So why am I talking about all of this? Because I truly think it’s in the way our brains are wired as to why we feel we need to “give up” on a hobby, such as pole. I also think pole differs quite a lot in regard to other sports.

I am a cross-fitter, and I have been for years (minus a recent hiatus, but I’m back!). One thing I’ve noticed in crossfit is that the community, and the people that attend classes, are quite different in comparison to pole. While everyone faces challenges in crossfit, I actually haven’t come across many people saying that they want to give up because they can’t get a certain skill anymore. Same with cycling, barre, yoga – so it made me question… why is the pole community so different? I think a lot of that comes in to play with comparison – of our friends, the people on Instagram, our classmates, our instructors, etc.

So yes you’re passionate about pole, and that’s great! When that passion for pole fizzles because you’re not attaining the tricks as quickly as you used to – make FITNESS your pole goal. You’re there because you want to be physically active, and it’s a FUN way to be physically active. Be proud of yourself for getting to the studio, challenging yourself, breaking a sweat, and building muscle. Don’t be discouraged by not attaining new tricks every single week – this is next to impossible. (UNLESS, it is your job.
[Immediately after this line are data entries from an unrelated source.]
//! `run-merge` is a memory-bounded, recursive run merge engine for index
//! build pipelines.
//!
//! An index build produces far more sorted records (terms, postings,
//! documents) than fit in memory at once. The pieces that do fit are *runs*:
//! each run is fed items, sorted, and sealed; a parent run then merges any
//! number of child runs into one globally ordered stream — and since a run
//! and the top-level sorter are the same recursive type, merge trees compose
//! to arbitrary depth.
//!
//! Refilling is lazy and order-safe: when a parent's cache empties it pulls
//! from every child only up to the *endpost* — the smallest of the
//! children's buffered maxima — so no item still sitting behind a child's
//! source can ever undercut something already handed out. The per-child
//! batches arrive as already-sorted slices and are merged pairwise in
//! O(n log k) instead of being re-sorted.
//!
//! # Overview
//!
//! * **Opaque items:** anything with a total order moves through the engine;
//!   feeding transfers ownership in, fetching transfers it out.
//! * **Injected comparator:** natural order via [`Sorter::new`], or any
//!   `Fn(&T, &T) -> Ordering` via [`Sorter::with_compare`].
//! * **Storage agnostic:** sealing a run hands its cache to a [`RunStore`]
//!   collaborator; a sealed leaf refills from the same collaborator. The
//!   engine defines no file format and triggers no spill itself.
//! * **Bounded memory:** caches grow amortized, shrink to exactly the unread
//!   remainder on demand, and allocation failure surfaces as an error.
//!
//! # Example
//!
//! ```
//! use run_merge::Sorter;
//!
//! let mut left: Sorter<u32> = Sorter::new();
//! for n in [4, 1, 3] {
//!     left.feed(n)?;
//! }
//! left.sort()?;
//! left.flip()?;
//!
//! let mut right: Sorter<u32> = Sorter::new();
//! for n in [5, 2] {
//!     right.feed(n)?;
//! }
//! right.sort()?;
//! right.flip()?;
//!
//! let mut merged: Sorter<u32> = Sorter::new();
//! merged.add_run(left);
//! merged.add_run(right);
//!
//! let sorted: Result<Vec<u32>, _> = merged.drain().collect();
//! assert_eq!(sorted?, vec![1, 2, 3, 4, 5]);
//! # Ok::<(), run_merge::SortError>(())
//! ```

mod buffer;
mod merge;
pub mod sorter;
pub mod store;

pub use sorter::{Drain, SortError, Sorter};
pub use store::{NoStore, RunStore, StoreError};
We tend to forget that the pole stars we see on Instagram are able to devote endless hours into their sport. The rest of us, we do it for fitness – and there’s nothing wrong with that).

I’m off to my crossfit session – not because I want to be the next crossfit games athlete, and not because I NEED to get my muscle up or else I’ll quit. I’m doing it, because it’s a physical activity that I enjoy – just like pole fitness. It doesn’t need to be any more than that.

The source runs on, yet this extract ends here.